Protein Biomarkers in Venous Leg Ulcer Fluid: A Systematic Review.

作者信息

Reddi Renitha, Tan Matthew, Davies Alun Huw, Onida Sarah

机构信息

Section of Vascular Surgery, Department of Surgery & Cancer, Imperial College London, Charing Cross Hospital, London, UK.
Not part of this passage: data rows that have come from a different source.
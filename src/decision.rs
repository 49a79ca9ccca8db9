//! Confidence scoring and the answer/clarify/refuse classification.
//!
//! Confidence is the top-1 similarity, optionally lifted by how far the top
//! hit separates from the rest of the result: a clearly separated best match
//! deserves more trust than the same score sitting in a cluster of
//! near-equals. The blend is monotonic in top-1 by construction.

use crate::config::RagConfig;
use crate::model::{Decision, RetrievalResult};

pub struct ConfidenceScorer {
    conf_threshold: f32,
    clarify_threshold: Option<f32>,
    spread_weight: f32,
}

impl ConfidenceScorer {
    pub fn new(conf_threshold: f32, clarify_threshold: Option<f32>, spread_weight: f32) -> Self {
        Self {
            conf_threshold,
            clarify_threshold,
            spread_weight,
        }
    }

    pub fn from_config(config: &RagConfig) -> Self {
        Self::new(
            config.conf_threshold,
            config.clarify_threshold,
            config.spread_weight,
        )
    }

    /// Scalar confidence in [0, 1] derived from retrieval strength.
    ///
    /// `top1 + spread_weight · max(0, top1 − mean(rest))`, clamped to [0, 1].
    /// A single hit degrades to the raw top-1 similarity.
    pub fn confidence(&self, retrieval: &RetrievalResult) -> f32 {
        let Some(top) = retrieval.top() else {
            return 0.0;
        };
        let top1 = top.similarity.clamp(0.0, 1.0);
        let rest = &retrieval.hits[1..];
        if rest.is_empty() || self.spread_weight == 0.0 {
            return top1;
        }
        let mean_rest = rest
            .iter()
            .map(|h| h.similarity.clamp(0.0, 1.0))
            .sum::<f32>()
            / rest.len() as f32;
        let spread = (top1 - mean_rest).max(0.0);
        (top1 + self.spread_weight * spread).clamp(0.0, 1.0)
    }

    /// Classify one request. Boundary ties resolve to the higher bucket:
    /// confidence exactly at a threshold lands above it, not below.
    pub fn decide(&self, confidence: f32, retrieval: &RetrievalResult) -> Decision {
        if retrieval.is_empty() {
            return Decision::Refuse;
        }
        if confidence >= self.conf_threshold {
            return Decision::Answer;
        }
        match self.clarify_threshold {
            Some(clarify) if confidence >= clarify => Decision::Clarify,
            _ => Decision::Refuse,
        }
    }

    /// Convenience for the common score-then-decide sequence.
    pub fn classify(&self, retrieval: &RetrievalResult) -> (f32, Decision) {
        let confidence = self.confidence(retrieval);
        (confidence, self.decide(confidence, retrieval))
    }
}
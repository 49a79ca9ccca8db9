//! Tabular RAG core
//!
//! Retrieval-augmented question answering over a single tabular dataset:
//! rows are chunked and embedded at ingestion time, queries retrieve the
//! nearest chunks by cosine similarity, and a confidence signal decides
//! between answering with citations, asking for clarification, or refusing.

pub mod chunker;
pub mod config;
pub mod dataset;
pub mod decision;
pub mod embedder;
pub mod error;
pub mod eval;
pub mod model;
pub mod pipeline;
pub mod retriever;
pub mod store;
pub mod synthesizer;

pub use config::RagConfig;
pub use error::{RagError, Result};
pub use model::*;
pub use pipeline::RagService;
pub use store::VectorStore;

/// Version information
pub const VERSION: &str = env!("CARGO_PKG_VERSION");

/// Default configuration values
pub mod defaults {
    pub const DEFAULT_MODEL: &str = "hashing";
    pub const DEFAULT_DIMENSION: usize = 384;
    pub const DEFAULT_TOP_K: usize = 5;
    pub const DEFAULT_SIMILARITY_FLOOR: f32 = 0.0;
    pub const DEFAULT_CONF_THRESHOLD: f32 = 0.6;
    pub const DEFAULT_CLARIFY_THRESHOLD: f32 = 0.25;
    pub const DEFAULT_SPREAD_WEIGHT: f32 = 0.1;
    pub const DEFAULT_CHUNK_SIZE: usize = 25;
    pub const DEFAULT_CHUNK_OVERLAP: usize = 1;
    pub const DEFAULT_EMBED_BATCH_SIZE: usize = 32;
    pub const DEFAULT_CALL_TIMEOUT_MS: u64 = 2_000;
    pub const DEFAULT_RETRY_BACKOFF_MS: u64 = 200;
    pub const DEFAULT_SOURCE_ID: &str = "dataset";
    pub const DEFAULT_DATABASE_URL: &str = "sqlite://tabrag.db";
}
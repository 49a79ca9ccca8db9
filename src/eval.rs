//! Offline evaluation harness.
//!
//! Replays a JSONL query file through the pipeline and reports simple
//! retrieval-quality metrics: hit rate (answered with citations), refusal
//! rate, clarify rate, and latency p50/p95. Intended for threshold
//! calibration runs, not the serving path.

use std::path::Path;
use std::time::Instant;

use anyhow::{Context, Result};
use serde::{Deserialize, Serialize};

use crate::model::{Citation, FailureMode, Query};
use crate::pipeline::RagService;

#[derive(Debug, Clone, Deserialize)]
pub struct EvalQuery {
    #[serde(default)]
    pub id: Option<String>,
    pub query: String,
}

#[derive(Debug, Serialize)]
pub struct EvalRecord {
    pub id: Option<String>,
    pub query: String,
    pub answer: Option<String>,
    pub failure_mode: Option<FailureMode>,
    pub confidence: f32,
    pub citations: Vec<Citation>,
    pub latency_ms: u64,
}

#[derive(Debug, Serialize)]
pub struct EvalSummary {
    pub count: usize,
    pub elapsed_s: f64,
    pub hit_rate: f64,
    pub refusal_rate: f64,
    pub clarify_rate: f64,
    pub latency_p50_ms: u64,
    pub latency_p95_ms: u64,
}

#[derive(Debug, Serialize)]
pub struct EvalReport {
    pub summary: EvalSummary,
    pub results: Vec<EvalRecord>,
}

/// Read queries from a JSONL file, skipping blank and malformed lines the
/// same way a hand-edited query set tends to need.
pub fn load_queries(path: &Path) -> Result<Vec<EvalQuery>> {
    let raw = std::fs::read_to_string(path)
        .with_context(|| format!("cannot read query file {}", path.display()))?;
    let mut queries = Vec::new();
    for line in raw.lines() {
        let line = line.trim();
        if line.is_empty() {
            continue;
        }
        match serde_json::from_str::<EvalQuery>(line) {
            Ok(query) => queries.push(query),
            Err(e) => tracing::warn!(error = %e, "skipping malformed eval query line"),
        }
    }
    Ok(queries)
}

pub async fn run_eval(service: &RagService, queries: &[EvalQuery]) -> EvalReport {
    let started = Instant::now();
    let mut results = Vec::with_capacity(queries.len());
    let mut latencies = Vec::with_capacity(queries.len());
    let mut hits = 0usize;
    let mut refusals = 0usize;
    let mut clarifies = 0usize;

    for item in queries {
        let query_start = Instant::now();
        let prediction = service.answer_query(Query::new(item.query.clone())).await;
        let latency_ms = query_start.elapsed().as_millis() as u64;
        latencies.push(latency_ms);

        match prediction.failure_mode {
            None => {
                if !prediction.citations.is_empty() {
                    hits += 1;
                }
            }
            Some(FailureMode::NeedsClarification) => clarifies += 1,
            Some(_) => refusals += 1,
        }

        results.push(EvalRecord {
            id: item.id.clone(),
            query: item.query.clone(),
            answer: prediction.answer,
            failure_mode: prediction.failure_mode,
            confidence: prediction.confidence,
            citations: prediction.citations,
            latency_ms,
        });
    }

    let count = results.len();
    let rate = |n: usize| if count == 0 { 0.0 } else { n as f64 / count as f64 };
    let summary = EvalSummary {
        count,
        elapsed_s: started.elapsed().as_secs_f64(),
        hit_rate: rate(hits),
        refusal_rate: rate(refusals),
        clarify_rate: rate(clarifies),
        latency_p50_ms: percentile(&mut latencies.clone(), 50),
        latency_p95_ms: percentile(&mut latencies, 95),
    };
    EvalReport { summary, results }
}

fn percentile(latencies: &mut [u64], pct: usize) -> u64 {
    if latencies.is_empty() {
        return 0;
    }
    latencies.sort_unstable();
    let rank = (latencies.len() * pct).div_ceil(100);
    latencies[rank.saturating_sub(1).min(latencies.len() - 1)]
}

#[cfg(test)]
mod tests {
    use super::*;
    use std::io::Write;

    #[test]
    fn percentile_of_sorted_latencies() {
        let mut values: Vec<u64> = (1..=100).collect();
        assert_eq!(percentile(&mut values, 50), 50);
        assert_eq!(percentile(&mut values.clone(), 95), 95);
        assert_eq!(percentile(&mut [7], 95), 7);
        assert_eq!(percentile(&mut [], 95), 0);
    }

    #[test]
    fn loads_jsonl_skipping_bad_lines() {
        let mut file = tempfile::NamedTempFile::new().unwrap();
        writeln!(file, r#"{{"id": "q1", "query": "unemployment rate"}}"#).unwrap();
        writeln!(file).unwrap();
        writeln!(file, "not json").unwrap();
        writeln!(file, r#"{{"query": "labour force size"}}"#).unwrap();
        file.flush().unwrap();

        let queries = load_queries(file.path()).unwrap();
        assert_eq!(queries.len(), 2);
        assert_eq!(queries[0].id.as_deref(), Some("q1"));
        assert!(queries[1].id.is_none());
    }
}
Royal College of Surgeons Ireland, Dublin, Ireland.

出版信息

Int Wound J. 2025 May;22(5):e70675. doi: 10.1111/iwj.70675.

Abstract

Venous leg ulcers (VLUs) are common and cause significant morbidity and poor quality of life. There is a poor understanding of the biology underlying non-healing VLUs. VLU exudates may reflect the underlying wound microenvironment. This systematic review aims to identify potentially diagnostic and/or prognostic protein biomarkers within VLU fluid/exudates reported in the literature. A systematic review was reported according to PRISMA guidelines. MEDLINE and Embase databases were searched up to 31st March 2024. Full text, primary studies in English reporting on proteins identified in VLU fluid/exudate were included. Two independent reviewers performed the abstract and full-text screen. Additional publications were identified by searching the references of included studies. 46 studies were identified, with nine comparing healing and non-healing VLUs. Cytokines (e.g., IL-1a, IL-1ra, IL-6, eotaxin, GM-CSF, PDGF, VEGF) and proteins involved in extracellular matrix (ECM) homeostasis (e.g., MMP-7, MMP-10, MMP-13, TIMP-4) were significantly increased in non-healing compared to healing VLUs. Collagen subunits (PICP and PIIINP) significantly increased as the VLU healed. Inflammatory proteins (e.g., complement type 6, S100A8, S100A9) and ECM proteins (e.g., fibronectin, lumican) were found to be increased in non-healing VLUs compared to acute surgical wounds. Altered levels of specific proteins in wound exudates may be indicative of healing and non-healing VLUs. Further work is essential to elucidate a comprehensive protein phenotype that may help early identification and prognostication of non-healing VLUs.

摘要

下肢静脉溃疡(VLUs)很常见,会导致严重的发病率和生活质量下降。人们对难愈合VLUs的生物学机制了解不足。VLU渗出液可能反映潜在的伤口微环境。本系统评价旨在确定文献中报道的VLU液体/渗出液中潜在的诊断和/或预后蛋白生物标志物。根据PRISMA指南报告了一项系统评价。检索MEDLINE和Embase数据库至2024年3月31日。纳入了以英文报道VLU液体/渗出液中鉴定出的蛋白质的全文和原始研究。两名独立评审员进行摘要和全文筛选。通过检索纳入研究的参考文献确定其他出版物。共鉴定出46项研究,其中9项比较了愈合和未愈合的VLUs。与愈合的VLUs相比,难愈合的VLUs中细胞因子(如IL-1α、IL-1ra、IL-6、嗜酸性粒细胞趋化因子、GM-CSF、PDGF、VEGF)和参与细胞外基质(ECM)稳态的蛋白质(如MMP-7、MMP-10、MMP-13、TIMP-4)显著增加。随着VLU愈合,胶原蛋白亚基(PICP和PIIINP)显著增加。与急性手术伤口相比,在难愈合的VLUs中发现炎症蛋白(如补体6型、S100A8、S100A9)和ECM蛋白(如纤连蛋白、核纤层蛋白)增加。伤口渗出液中特定蛋白质水平的改变可能表明VLUs的愈合和难愈合情况。进一步开展工作对于阐明可能有助于早期识别和预测难愈合VLUs的全面蛋白质表型至关重要。